### Problem to solve:
Where does "Congo" appear in the data? Return each line that holds it.

### Source data:
□ □ □
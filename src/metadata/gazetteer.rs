//! Static country tables.
//!
//! Illustrative, not exhaustive: a country missing here simply yields no
//! match.

/// Sentinel returned for headquarters / global documents, as both country
/// and region.
pub const HQ: &str = "HQ";

/// Entries that are not countries and never match by name.
pub const META_ENTRIES: &[&str] = &["Global", HQ];

/// Standalone tokens that mark a headquarters document.
pub(crate) const HQ_TOKENS: &[&str] = &["global", "headquarters", "hq"];

/// Variant spelling → canonical country name.
pub(crate) const ALIASES: &[(&str, &str)] = &[
    ("viet nam", "Viet Nam"),
    ("vietnam", "Viet Nam"),
    ("cote d'ivoire", "Côte d'Ivoire"),
    ("ivory coast", "Côte d'Ivoire"),
    ("drc", "Democratic Republic of the Congo"),
    ("dr congo", "Democratic Republic of the Congo"),
    ("democratic republic of congo", "Democratic Republic of the Congo"),
    ("lao pdr", "Lao People's Democratic Republic"),
    ("laos", "Lao People's Democratic Republic"),
    ("syria", "Syrian Arab Republic"),
    ("turkey", "Türkiye"),
    ("turkiye", "Türkiye"),
    ("tanzania", "United Republic of Tanzania"),
    ("bolivia", "Bolivia (Plurinational State of)"),
    ("palestine", "State of Palestine"),
    ("kyrgyz republic", "Kyrgyzstan"),
    ("burma", "Myanmar"),
];

/// Canonical country name → regional office code.
pub(crate) const COUNTRY_REGIONS: &[(&str, &str)] = &[
    // Eastern and Southern Africa
    ("Ethiopia", "ESARO"),
    ("Kenya", "ESARO"),
    ("Rwanda", "ESARO"),
    ("South Sudan", "ESARO"),
    ("Uganda", "ESARO"),
    ("United Republic of Tanzania", "ESARO"),
    ("Zambia", "ESARO"),
    // West and Central Africa
    ("Côte d'Ivoire", "WCARO"),
    ("Congo", "WCARO"),
    ("Democratic Republic of the Congo", "WCARO"),
    ("Equatorial Guinea", "WCARO"),
    ("Ghana", "WCARO"),
    ("Guinea", "WCARO"),
    ("Guinea-Bissau", "WCARO"),
    ("Mali", "WCARO"),
    ("Niger", "WCARO"),
    ("Nigeria", "WCARO"),
    // Middle East and North Africa
    ("Egypt", "MENARO"),
    ("Jordan", "MENARO"),
    ("State of Palestine", "MENARO"),
    ("Sudan", "MENARO"),
    ("Syrian Arab Republic", "MENARO"),
    ("Yemen", "MENARO"),
    // East Asia and the Pacific
    ("Cambodia", "EAPRO"),
    ("Indonesia", "EAPRO"),
    ("Lao People's Democratic Republic", "EAPRO"),
    ("Myanmar", "EAPRO"),
    ("Papua New Guinea", "EAPRO"),
    ("Philippines", "EAPRO"),
    ("Viet Nam", "EAPRO"),
    // South Asia
    ("Afghanistan", "ROSA"),
    ("Bangladesh", "ROSA"),
    ("India", "ROSA"),
    ("Nepal", "ROSA"),
    ("Pakistan", "ROSA"),
    ("Sri Lanka", "ROSA"),
    // Latin America and the Caribbean
    ("Bolivia (Plurinational State of)", "LACRO"),
    ("Brazil", "LACRO"),
    ("Colombia", "LACRO"),
    ("Guatemala", "LACRO"),
    ("Haiti", "LACRO"),
    // Europe and Central Asia
    ("Kyrgyzstan", "ECARO"),
    ("Tajikistan", "ECARO"),
    ("Türkiye", "ECARO"),
    ("Ukraine", "ECARO"),
];

/// Whether `name` is a canonical country in [`COUNTRY_REGIONS`].
pub(crate) fn is_known_country(name: &str) -> bool {
    COUNTRY_REGIONS.iter().any(|(country, _)| *country == name)
}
□ □ □
### Exercise response:
    ("drc", "Democratic Republic of the Congo"),
    ("dr congo", "Democratic Republic of the Congo"),
    ("democratic republic of congo", "Democratic Republic of the Congo"),
    ("Congo", "WCARO"),
    ("Democratic Republic of the Congo", "WCARO"),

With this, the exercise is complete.